COURT FILE NO.: 11-106 (Owen Sound)
DATE: 20120110
ONTARIO
SUPERIOR COURT OF JUSTICE
B E T W E E N:
RONALD & KATHERINE PARKER
Applicants
- and -
TIMOTHY YUNDT, SARA BARNHUM, SCOTT BUEHLOW, TAMMY BUEHLOW, JAMES ECSEDI, TAMMY ECSEDI, STEPHEN BARTLETT, DONNA BARTLETT and BEVERELY LEWIS WATTS
Respondents
Mr. John A. Kirby, and Ms K. van Alphen for the Applicants
Mr. Stephen B. McCotter, for the Respondents Yundt, Barnhum and Ecsedi
Mr. R. Choi for the Respondents Bartlett
Mr. Scott Buehlow and Ms Tammy Buehlow, in person
HEARD: November 24, 2011
REASONS FOR JUDGMENT
Kruzick J.
Nature of the Application
[1] This is an application by Ronald and Katherine Parker (“the Parkers”) where they seek an order declaring that:
(1) The leases entered into with the Respondents are null and void;
(2) the Respondents grant vacant possession of the land; and
(3) a writ of possession be issued.
[2] The Respondents take the position that this court does not have jurisdiction to deal with the issues by virtue of the jurisdiction of the Residential Tenancies Act, 2006 S.O. 2006, c.17 (“RTA”).
The Issue
[3] While counsel for the Applicants addressed all the issues on the application, given the time constraints for this one day matter, the single issue before the court which I propose to deal with is whether this court has jurisdiction to declare the lease agreements null and void, thereby terminating the tenancies.
Background and Facts
[4] The Parkers, purchased a property in April 2010 from Antonio and Irene Tavares (“the Tavareses”) known as Mountain Trout Camp. The property is a recreational site for tents and trailers and also has five cabins. Between 2005 and 2007 the Tavareses sold the five cabins to the Respondents and to a fifth person who is now not a party to the application. Following the purchase of the cabins, the Respondents paid rent to the former owners of the site, the Tavareses.
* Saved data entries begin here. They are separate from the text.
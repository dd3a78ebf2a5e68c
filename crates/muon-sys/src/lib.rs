//! Linux ABI surface: the only crate that talks to the kernel directly.
//!
//! Everything above this layer manipulates plain words. This crate owns:
//!
//! - the raw indirect-syscall stubs for the native and the 32-bit compat
//!   entry conventions ([`raw`]),
//! - the six-word argument carrier and ABI selector ([`args`]),
//! - errno decoding for the raw return convention ([`errno`]),
//! - syscall numbers and flag/option constant tables ([`nr`], [`consts`]),
//! - thin wrappers for the handful of calls the fuzzer needs for its own
//!   plumbing rather than as fuzzing targets ([`calls`]).

pub mod args;
pub mod calls;
pub mod consts;
pub mod errno;
pub mod nr;
pub mod raw;

pub use args::{Abi, SyscallArgs, compat_available};
pub use calls::Timeval;
pub use errno::{CallOutcome, Errno};
//! The shared bookkeeping region.
//!
//! One anonymous `MAP_SHARED` mapping holds the global counters, the
//! table-wide lock, the activation counters, and one slot per child.
//! The mapping is created before the first fork, so every child and the
//! supervisor see the same physical pages.
//!
//! Locking is two distinct scopes that must not be conflated:
//!
//! - the table lock serializes the decrement-then-check step of
//!   deactivation, nothing else;
//! - each record's lock covers only that record's fields, held for
//!   short bounded sections on both the child and supervisor sides.
//!
//! Counters are relaxed atomics: slight skew under races is tolerated,
//! since nothing gates on their exactness.

use core::sync::atomic::{AtomicU64, Ordering};

use spin::Mutex;

use muon_sys::consts::PAGE_SIZE;
use muon_sys::{Abi, Errno, SyscallArgs, Timeval, calls};
use muon_tables::ActiveSet;

/// Capacity of the per-child slot array.
pub const MAX_CHILDREN: usize = 64;

/// Lifecycle state of one call record.
#[derive(Clone, Copy, Debug, PartialEq, Eq)]
#[repr(u32)]
pub enum RecState {
    /// Slot not in use; the starting and recycled state.
    Unused,
    /// Arguments being generated and sanitized under the record lock.
    Prep,
    /// In or about to enter the kernel. A record stuck here past the
    /// hang threshold is the supervisor's kill signal.
    Before,
    /// Returned from the kernel; outcome fields are now meaningful.
    After,
    /// Iteration fully accounted.
    Done,
    /// Handed to a throwaway process that exited as planned.
    GoingAway,
}

/// The lock-protected payload of one call record.
#[derive(Clone, Copy, Debug)]
#[repr(C)]
pub struct RecordData {
    /// Chosen table index.
    pub nr: usize,
    /// The six argument words.
    pub args: SyscallArgs,
    /// Entry convention for this call.
    pub abi: Abi,
    /// Wall-clock stamp taken right after the trap returns.
    pub tv: Timeval,
    /// Monotone per-child operation counter.
    pub op_nr: u64,
    /// Errno channel of the last trap; meaningful from `After` on.
    pub errno_post: u32,
    /// Return of the last trap; meaningful from `After` on.
    pub retval: u64,
    /// State machine position.
    pub state: RecState,
}

impl RecordData {
    /// An idle record, as found in a freshly mapped region.
    #[must_use]
    pub const fn new() -> Self {
        Self {
            nr: 0,
            args: SyscallArgs::zeroed(),
            abi: Abi::Native,
            tv: Timeval { tv_sec: 0, tv_usec: 0 },
            op_nr: 0,
            errno_post: 0,
            retval: 0,
            state: RecState::Unused,
        }
    }
}

impl Default for RecordData {
    fn default() -> Self {
        Self::new()
    }
}

/// One call record: the payload under its per-record lock.
///
/// The owning child is the only writer. The supervisor reads `state`
/// and `tv` under the same lock, which is what makes an observed
/// `After` imply the matching `retval`/`errno_post`/`tv`.
pub struct SyscallRecord {
    inner: Mutex<RecordData>,
}

impl SyscallRecord {
    const fn new() -> Self {
        Self {
            inner: Mutex::new(RecordData::new()),
        }
    }

    /// Locks the record.
    pub fn lock(&self) -> spin::MutexGuard<'_, RecordData> {
        self.inner.lock()
    }

    /// Copies the record out under the lock.
    pub fn snapshot(&self) -> RecordData {
        *self.inner.lock()
    }

    /// Reads the hang-scan pair under the lock.
    pub fn state_and_stamp(&self) -> (RecState, Timeval) {
        let rec = self.inner.lock();
        (rec.state, rec.tv)
    }

    /// Breaks the lock of a dead owner.
    ///
    /// # Safety
    ///
    /// Only sound once the owning child has been reaped: a live owner
    /// could still be inside its critical section.
    pub unsafe fn force_unlock(&self) {
        // SAFETY: deferred to the caller contract above.
        unsafe { self.inner.force_unlock() };
    }
}

/// One child's corner of the region: the in-flight record plus the
/// snapshot of its most recent completed call.
pub struct ChildSlot {
    /// The record the child is currently driving.
    pub record: SyscallRecord,
    /// Last completed call, kept for post-mortem readability.
    pub previous: SyscallRecord,
}

impl ChildSlot {
    const fn new() -> Self {
        Self {
            record: SyscallRecord::new(),
            previous: SyscallRecord::new(),
        }
    }
}

/// Global call counters. Relaxed on purpose.
#[derive(Debug)]
pub struct Stats {
    total_syscalls_done: AtomicU64,
    successes: AtomicU64,
    failures: AtomicU64,
}

impl Stats {
    const fn new() -> Self {
        Self {
            total_syscalls_done: AtomicU64::new(0),
            successes: AtomicU64::new(0),
            failures: AtomicU64::new(0),
        }
    }

    /// Counts one completed trap, success or not.
    pub fn add_total(&self) {
        self.total_syscalls_done.fetch_add(1, Ordering::Relaxed);
    }

    /// Counts one successful return.
    pub fn add_success(&self) {
        self.successes.fetch_add(1, Ordering::Relaxed);
    }

    /// Counts one failed return.
    pub fn add_failure(&self) {
        self.failures.fetch_add(1, Ordering::Relaxed);
    }

    /// Total traps performed.
    #[must_use]
    pub fn total(&self) -> u64 {
        self.total_syscalls_done.load(Ordering::Relaxed)
    }

    /// Successful returns.
    #[must_use]
    pub fn successes(&self) -> u64 {
        self.successes.load(Ordering::Relaxed)
    }

    /// Failed returns.
    #[must_use]
    pub fn failures(&self) -> u64 {
        self.failures.load(Ordering::Relaxed)
    }
}

/// Layout of the shared region.
pub struct Shm {
    /// Global call counters.
    pub stats: Stats,
    /// Serializes deactivation's decrement-then-check step.
    pub table_lock: Mutex<()>,
    /// Per-entry, per-ABI activation counters.
    pub active: ActiveSet,
    /// Per-child slots.
    pub children: [ChildSlot; MAX_CHILDREN],
}

impl Shm {
    /// A fully initialized, all-idle region image.
    #[must_use]
    pub const fn new() -> Self {
        Self {
            stats: Stats::new(),
            table_lock: Mutex::new(()),
            active: ActiveSet::new(),
            children: [const { ChildSlot::new() }; MAX_CHILDREN],
        }
    }
}

impl Default for Shm {
    fn default() -> Self {
        Self::new()
    }
}

/// Owner of the anonymous shared mapping holding the [`Shm`].
///
/// Created once in the supervisor before forking; children inherit the
/// mapping and borrow the same `&Shm`.
pub struct SharedRegion {
    ptr: core::ptr::NonNull<Shm>,
    len: usize,
}

impl SharedRegion {
    /// Maps and initializes the region.
    ///
    /// # Errors
    ///
    /// Propagates the mmap errno when the kernel refuses the mapping.
    pub fn create() -> Result<Self, Errno> {
        let len = size_of::<Shm>().next_multiple_of(PAGE_SIZE as usize);
        let raw = calls::mmap_shared_anon(len)?;
        let ptr = raw.cast::<Shm>();
        // SAFETY: the mapping is fresh, read-write, page-aligned (so
        // aligned for Shm), and at least size_of::<Shm>() long.
        unsafe { ptr.write(Shm::new()) };
        let ptr = core::ptr::NonNull::new(ptr).ok_or(Errno(muon_sys::errno::ENOMEM))?;
        Ok(Self { ptr, len })
    }

    /// The region contents.
    #[must_use]
    pub fn shm(&self) -> &Shm {
        // SAFETY: the mapping stays valid for the life of self, and the
        // pointee was initialized in create().
        unsafe { self.ptr.as_ref() }
    }
}

// SAFETY: the region is designed for cross-process sharing; every field
// reachable through &Shm is an atomic or lock-protected.
unsafe impl Send for SharedRegion {}
// SAFETY: as above.
unsafe impl Sync for SharedRegion {}

impl Drop for SharedRegion {
    fn drop(&mut self) {
        // SAFETY: self owned the mapping and no borrow of it can
        // outlive self.
        let _ = unsafe { calls::munmap(self.ptr.as_ptr().cast(), self.len) };
    }
}

#[cfg(test)]
mod tests {
    use super::*;

    #[test]
    fn counters_start_at_zero_and_add_up() {
        let stats = Stats::new();
        assert_eq!(stats.total(), 0);
        stats.add_total();
        stats.add_total();
        stats.add_success();
        stats.add_failure();
        assert_eq!(stats.total(), 2);
        assert_eq!(stats.successes() + stats.failures(), 2);
    }

    #[test]
    fn record_snapshot_matches_written_fields() {
        let slot = ChildSlot::new();
        {
            let mut rec = slot.record.lock();
            rec.nr = 12;
            rec.retval = 0xFEED;
            rec.state = RecState::After;
        }
        let snap = slot.record.snapshot();
        assert_eq!(snap.nr, 12);
        assert_eq!(snap.retval, 0xFEED);
        assert_eq!(snap.state, RecState::After);
    }

    #[test]
    fn state_and_stamp_reads_consistently() {
        let slot = ChildSlot::new();
        {
            let mut rec = slot.record.lock();
            rec.state = RecState::Before;
            rec.tv = Timeval { tv_sec: 100, tv_usec: 5 };
        }
        let (state, tv) = slot.record.state_and_stamp();
        assert_eq!(state, RecState::Before);
        assert_eq!(tv.tv_sec, 100);
    }

    #[test]
    fn boxed_region_image_is_usable_in_process() {
        let shm = Box::new(Shm::new());
        assert_eq!(shm.stats.total(), 0);
        let _guard = shm.table_lock.lock();
        assert_eq!(
            shm.children[0].record.snapshot().state,
            RecState::Unused
        );
    }

    #[cfg(target_os = "linux")]
    #[test]
    fn mapped_region_initializes() {
        let region = SharedRegion::create().unwrap();
        let shm = region.shm();
        assert_eq!(shm.stats.total(), 0);
        shm.stats.add_total();
        assert_eq!(shm.stats.total(), 1);
    }
}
[5] When the Parkers purchased the campsite from the Tavareses they were aware that the cabins were separately owned by the Respondents, as purchasers of the cabins. Thus, the Parkers were aware of the rents and a lease arrangement with the Respondents when they made the purchase of the campsite.
[6] On or about November 15, 2010 the Parkers provided each of the cabin owners with an invoice for the 2011 rental period (January 1 to December 31, 2011) increasing the rent. There was a significant increase in the rent. The annual site fee was increased from $1,500.00 to $7,000.00 annually.
[7] The Respondents Yundt & Buehlow relies on a lease agreement which was entered into in 2005. The Bartletts entered into their lease agreement in 2006. The Ecsedis rely on an agreement entered into in September 2007. The Barnhums also rely on a lease agreement containing the same terms. All of the Respondents rely on the duration of the lease being “for as long as the cabin is owned by the lessees”.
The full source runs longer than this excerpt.